All lines of the following material must be written out exactly as they appear.

::: RECORDS

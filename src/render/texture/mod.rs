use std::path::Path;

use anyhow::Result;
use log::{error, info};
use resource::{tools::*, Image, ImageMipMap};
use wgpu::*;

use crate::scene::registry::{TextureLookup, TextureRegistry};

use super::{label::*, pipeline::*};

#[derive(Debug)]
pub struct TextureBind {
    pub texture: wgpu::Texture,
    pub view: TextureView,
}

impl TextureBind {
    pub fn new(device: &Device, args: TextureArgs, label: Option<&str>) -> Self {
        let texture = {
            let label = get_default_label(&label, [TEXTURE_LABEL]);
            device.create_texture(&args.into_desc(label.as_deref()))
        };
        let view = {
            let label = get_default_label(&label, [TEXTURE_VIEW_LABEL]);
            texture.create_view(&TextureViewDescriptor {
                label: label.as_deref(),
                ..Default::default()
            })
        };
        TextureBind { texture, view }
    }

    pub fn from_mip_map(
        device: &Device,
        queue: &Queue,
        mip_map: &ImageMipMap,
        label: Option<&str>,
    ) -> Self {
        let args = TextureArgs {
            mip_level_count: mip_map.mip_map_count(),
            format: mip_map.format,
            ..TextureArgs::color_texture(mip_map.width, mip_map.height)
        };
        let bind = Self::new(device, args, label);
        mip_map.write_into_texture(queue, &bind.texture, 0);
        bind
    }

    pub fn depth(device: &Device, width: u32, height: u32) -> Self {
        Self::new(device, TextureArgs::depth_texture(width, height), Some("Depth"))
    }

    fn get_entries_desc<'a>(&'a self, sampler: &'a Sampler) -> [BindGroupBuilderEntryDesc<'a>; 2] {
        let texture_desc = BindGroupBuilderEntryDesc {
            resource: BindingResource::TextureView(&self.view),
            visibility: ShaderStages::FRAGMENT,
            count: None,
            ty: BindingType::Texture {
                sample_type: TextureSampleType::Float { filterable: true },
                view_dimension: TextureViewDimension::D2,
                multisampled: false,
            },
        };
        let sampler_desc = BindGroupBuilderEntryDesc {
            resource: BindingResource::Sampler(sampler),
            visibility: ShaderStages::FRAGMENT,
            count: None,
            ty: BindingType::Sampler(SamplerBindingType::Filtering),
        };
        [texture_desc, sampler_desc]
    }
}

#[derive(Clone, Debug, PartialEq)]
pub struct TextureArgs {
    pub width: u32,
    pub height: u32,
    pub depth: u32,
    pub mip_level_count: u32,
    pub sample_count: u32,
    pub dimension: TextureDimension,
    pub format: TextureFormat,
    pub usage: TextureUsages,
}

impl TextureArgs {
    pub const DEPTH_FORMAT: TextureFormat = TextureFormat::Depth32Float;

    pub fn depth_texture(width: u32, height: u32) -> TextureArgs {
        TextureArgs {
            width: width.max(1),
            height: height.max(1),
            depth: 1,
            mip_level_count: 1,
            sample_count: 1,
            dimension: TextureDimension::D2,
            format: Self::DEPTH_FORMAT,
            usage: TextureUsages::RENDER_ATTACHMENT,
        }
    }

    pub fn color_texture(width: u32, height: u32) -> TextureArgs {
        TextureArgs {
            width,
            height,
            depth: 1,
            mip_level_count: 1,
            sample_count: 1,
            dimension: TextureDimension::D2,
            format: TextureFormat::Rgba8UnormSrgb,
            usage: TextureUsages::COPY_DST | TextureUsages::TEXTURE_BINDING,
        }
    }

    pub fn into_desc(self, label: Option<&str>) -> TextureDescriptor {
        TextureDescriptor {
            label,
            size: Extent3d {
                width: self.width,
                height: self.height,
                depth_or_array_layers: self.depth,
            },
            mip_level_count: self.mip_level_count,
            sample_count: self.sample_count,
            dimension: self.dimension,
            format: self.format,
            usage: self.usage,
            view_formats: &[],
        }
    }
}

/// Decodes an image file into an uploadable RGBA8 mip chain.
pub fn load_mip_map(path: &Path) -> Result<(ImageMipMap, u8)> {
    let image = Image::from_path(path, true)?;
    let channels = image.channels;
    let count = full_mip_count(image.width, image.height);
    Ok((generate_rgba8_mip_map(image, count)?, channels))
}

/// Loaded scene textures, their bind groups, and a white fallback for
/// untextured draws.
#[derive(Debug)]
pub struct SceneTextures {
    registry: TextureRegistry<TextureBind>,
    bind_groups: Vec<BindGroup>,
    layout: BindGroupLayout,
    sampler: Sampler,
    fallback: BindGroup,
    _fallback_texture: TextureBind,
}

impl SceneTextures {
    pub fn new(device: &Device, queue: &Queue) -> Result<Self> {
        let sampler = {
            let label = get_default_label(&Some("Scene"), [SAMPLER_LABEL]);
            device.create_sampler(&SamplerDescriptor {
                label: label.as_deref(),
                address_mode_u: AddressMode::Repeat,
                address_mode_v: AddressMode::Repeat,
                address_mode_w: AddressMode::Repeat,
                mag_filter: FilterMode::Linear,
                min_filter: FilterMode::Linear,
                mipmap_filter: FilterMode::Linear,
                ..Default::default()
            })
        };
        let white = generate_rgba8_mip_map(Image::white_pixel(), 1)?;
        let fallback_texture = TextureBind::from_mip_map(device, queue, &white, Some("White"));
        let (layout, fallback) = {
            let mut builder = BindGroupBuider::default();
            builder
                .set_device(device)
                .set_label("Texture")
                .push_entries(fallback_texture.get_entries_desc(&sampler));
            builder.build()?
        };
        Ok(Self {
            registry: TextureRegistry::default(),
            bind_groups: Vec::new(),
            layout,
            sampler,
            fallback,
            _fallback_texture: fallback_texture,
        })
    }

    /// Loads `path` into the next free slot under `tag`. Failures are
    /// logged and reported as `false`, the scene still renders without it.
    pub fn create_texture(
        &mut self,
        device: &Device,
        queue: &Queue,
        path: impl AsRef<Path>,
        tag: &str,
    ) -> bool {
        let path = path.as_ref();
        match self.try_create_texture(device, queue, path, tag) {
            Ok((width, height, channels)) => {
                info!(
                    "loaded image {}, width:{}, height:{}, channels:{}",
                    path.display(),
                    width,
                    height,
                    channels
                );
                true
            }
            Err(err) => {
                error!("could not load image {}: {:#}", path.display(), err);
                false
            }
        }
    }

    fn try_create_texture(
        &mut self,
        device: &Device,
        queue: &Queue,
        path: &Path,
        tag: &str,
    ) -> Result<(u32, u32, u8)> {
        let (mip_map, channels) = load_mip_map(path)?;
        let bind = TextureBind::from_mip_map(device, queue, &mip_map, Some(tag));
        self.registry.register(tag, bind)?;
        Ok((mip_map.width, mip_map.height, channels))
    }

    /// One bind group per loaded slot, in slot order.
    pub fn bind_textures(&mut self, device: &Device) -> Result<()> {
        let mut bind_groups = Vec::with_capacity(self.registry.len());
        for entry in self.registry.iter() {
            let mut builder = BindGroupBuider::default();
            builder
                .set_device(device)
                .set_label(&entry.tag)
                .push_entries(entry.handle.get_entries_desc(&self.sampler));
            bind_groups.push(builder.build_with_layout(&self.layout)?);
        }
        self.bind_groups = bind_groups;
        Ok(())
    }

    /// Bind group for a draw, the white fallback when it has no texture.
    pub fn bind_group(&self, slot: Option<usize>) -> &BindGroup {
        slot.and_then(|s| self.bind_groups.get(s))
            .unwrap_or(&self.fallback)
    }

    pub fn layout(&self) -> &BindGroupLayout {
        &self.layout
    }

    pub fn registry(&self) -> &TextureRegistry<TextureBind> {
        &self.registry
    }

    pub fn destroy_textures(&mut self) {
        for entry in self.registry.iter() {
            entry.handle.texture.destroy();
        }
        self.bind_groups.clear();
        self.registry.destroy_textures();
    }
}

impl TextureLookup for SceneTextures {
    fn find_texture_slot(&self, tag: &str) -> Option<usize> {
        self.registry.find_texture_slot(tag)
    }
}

::::::

▶ _EXERCISE ANSWER_:
filename src/render/texture/mod.rs
use std::path::Path;

use anyhow::Result;
use log::{error, info};
use resource::{tools::*, Image, ImageMipMap};
use wgpu::*;

use crate::scene::registry::{TextureLookup, TextureRegistry};

use super::{label::*, pipeline::*};

#[derive(Debug)]
pub struct TextureBind {
    pub texture: wgpu::Texture,
    pub view: TextureView,
}

impl TextureBind {
    pub fn new(device: &Device, args: TextureArgs, label: Option<&str>) -> Self {
        let texture = {
            let label = get_default_label(&label, [TEXTURE_LABEL]);
            device.create_texture(&args.into_desc(label.as_deref()))
        };
        let view = {
            let label = get_default_label(&label, [TEXTURE_VIEW_LABEL]);
            texture.create_view(&TextureViewDescriptor {
                label: label.as_deref(),
                ..Default::default()
            })
        };
        TextureBind { texture, view }
    }

    pub fn from_mip_map(
        device: &Device,
        queue: &Queue,
        mip_map: &ImageMipMap,
        label: Option<&str>,
    ) -> Self {
        let args = TextureArgs {
            mip_level_count: mip_map.mip_map_count(),
            format: mip_map.format,
            ..TextureArgs::color_texture(mip_map.width, mip_map.height)
        };
        let bind = Self::new(device, args, label);
        mip_map.write_into_texture(queue, &bind.texture, 0);
        bind
    }

    pub fn depth(device: &Device, width: u32, height: u32) -> Self {
        Self::new(device, TextureArgs::depth_texture(width, height), Some("Depth"))
    }

    fn get_entries_desc<'a>(&'a self, sampler: &'a Sampler) -> [BindGroupBuilderEntryDesc<'a>; 2] {
        let texture_desc = BindGroupBuilderEntryDesc {
            resource: BindingResource::TextureView(&self.view),
            visibility: ShaderStages::FRAGMENT,
            count: None,
            ty: BindingType::Texture {
                sample_type: TextureSampleType::Float { filterable: true },
                view_dimension: TextureViewDimension::D2,
                multisampled: false,
            },
        };
        let sampler_desc = BindGroupBuilderEntryDesc {
            resource: BindingResource::Sampler(sampler),
            visibility: ShaderStages::FRAGMENT,
            count: None,
            ty: BindingType::Sampler(SamplerBindingType::Filtering),
        };
        [texture_desc, sampler_desc]
    }
}

#[derive(Clone, Debug, PartialEq)]
pub struct TextureArgs {
    pub width: u32,
    pub height: u32,
    pub depth: u32,
    pub mip_level_count: u32,
    pub sample_count: u32,
    pub dimension: TextureDimension,
    pub format: TextureFormat,
    pub usage: TextureUsages,
}

impl TextureArgs {
    pub const DEPTH_FORMAT: TextureFormat = TextureFormat::Depth32Float;

    pub fn depth_texture(width: u32, height: u32) -> TextureArgs {
        TextureArgs {
            width: width.max(1),
            height: height.max(1),
            depth: 1,
            mip_level_count: 1,
            sample_count: 1,
            dimension: TextureDimension::D2,
            format: Self::DEPTH_FORMAT,
            usage: TextureUsages::RENDER_ATTACHMENT,
        }
    }

    pub fn color_texture(width: u32, height: u32) -> TextureArgs {
        TextureArgs {
            width,
            height,
            depth: 1,
            mip_level_count: 1,
            sample_count: 1,
            dimension: TextureDimension::D2,
            format: TextureFormat::Rgba8UnormSrgb,
            usage: TextureUsages::COPY_DST | TextureUsages::TEXTURE_BINDING,
        }
    }

    pub fn into_desc(self, label: Option<&str>) -> TextureDescriptor {
        TextureDescriptor {
            label,
            size: Extent3d {
                width: self.width,
                height: self.height,
                depth_or_array_layers: self.depth,
            },
            mip_level_count: self.mip_level_count,
            sample_count: self.sample_count,
            dimension: self.dimension,
            format: self.format,
            usage: self.usage,
            view_formats: &[],
        }
    }
}

/// Decodes an image file into an uploadable RGBA8 mip chain.
pub fn load_mip_map(path: &Path) -> Result<(ImageMipMap, u8)> {
    let image = Image::from_path(path, true)?;
    let channels = image.channels;
    let count = full_mip_count(image.width, image.height);
    Ok((generate_rgba8_mip_map(image, count)?, channels))
}

/// Loaded scene textures, their bind groups, and a white fallback for
/// untextured draws.
#[derive(Debug)]
pub struct SceneTextures {
    registry: TextureRegistry<TextureBind>,
    bind_groups: Vec<BindGroup>,
    layout: BindGroupLayout,
    sampler: Sampler,
    fallback: BindGroup,
    _fallback_texture: TextureBind,
}

impl SceneTextures {
    pub fn new(device: &Device, queue: &Queue) -> Result<Self> {
        let sampler = {
            let label = get_default_label(&Some("Scene"), [SAMPLER_LABEL]);
            device.create_sampler(&SamplerDescriptor {
                label: label.as_deref(),
                address_mode_u: AddressMode::Repeat,
                address_mode_v: AddressMode::Repeat,
                address_mode_w: AddressMode::Repeat,
                mag_filter: FilterMode::Linear,
                min_filter: FilterMode::Linear,
                mipmap_filter: FilterMode::Linear,
                ..Default::default()
            })
        };
        let white = generate_rgba8_mip_map(Image::white_pixel(), 1)?;
        let fallback_texture = TextureBind::from_mip_map(device, queue, &white, Some("White"));
        let (layout, fallback) = {
            let mut builder = BindGroupBuider::default();
            builder
                .set_device(device)
                .set_label("Texture")
                .push_entries(fallback_texture.get_entries_desc(&sampler));
            builder.build()?
        };
        Ok(Self {
            registry: TextureRegistry::default(),
            bind_groups: Vec::new(),
            layout,
            sampler,
            fallback,
            _fallback_texture: fallback_texture,
        })
    }

    /// Loads `path` into the next free slot under `tag`. Failures are
    /// logged and reported as `false`, the scene still renders without it.
    pub fn create_texture(
        &mut self,
        device: &Device,
        queue: &Queue,
        path: impl AsRef<Path>,
        tag: &str,
    ) -> bool {
        let path = path.as_ref();
        match self.try_create_texture(device, queue, path, tag) {
            Ok((width, height, channels)) => {
                info!(
                    "loaded image {}, width:{}, height:{}, channels:{}",
                    path.display(),
                    width,
                    height,
                    channels
                );
                true
            }
            Err(err) => {
                error!("could not load image {}: {:#}", path.display(), err);
                false
            }
        }
    }

    fn try_create_texture(
        &mut self,
        device: &Device,
        queue: &Queue,
        path: &Path,
        tag: &str,
    ) -> Result<(u32, u32, u8)> {
        let (mip_map, channels) = load_mip_map(path)?;
        let bind = TextureBind::from_mip_map(device, queue, &mip_map, Some(tag));
        self.registry.register(tag, bind)?;
        Ok((mip_map.width, mip_map.height, channels))
    }

    /// One bind group per loaded slot, in slot order.
    pub fn bind_textures(&mut self, device: &Device) -> Result<()> {
        let mut bind_groups = Vec::with_capacity(self.registry.len());
        for entry in self.registry.iter() {
            let mut builder = BindGroupBuider::default();
            builder
                .set_device(device)
                .set_label(&entry.tag)
                .push_entries(entry.handle.get_entries_desc(&self.sampler));
            bind_groups.push(builder.build_with_layout(&self.layout)?);
        }
        self.bind_groups = bind_groups;
        Ok(())
    }

    /// Bind group for a draw, the white fallback when it has no texture.
    pub fn bind_group(&self, slot: Option<usize>) -> &BindGroup {
        slot.and_then(|s| self.bind_groups.get(s))
            .unwrap_or(&self.fallback)
    }

    pub fn layout(&self) -> &BindGroupLayout {
        &self.layout
    }

    pub fn registry(&self) -> &TextureRegistry<TextureBind> {
        &self.registry
    }

    pub fn destroy_textures(&mut self) {
        for entry in self.registry.iter() {
            entry.handle.texture.destroy();
        }
        self.bind_groups.clear();
        self.registry.destroy_textures();
    }
}

impl TextureLookup for SceneTextures {
    fn find_texture_slot(&self, tag: &str) -> Option<usize> {
        self.registry.find_texture_slot(tag)
    }
}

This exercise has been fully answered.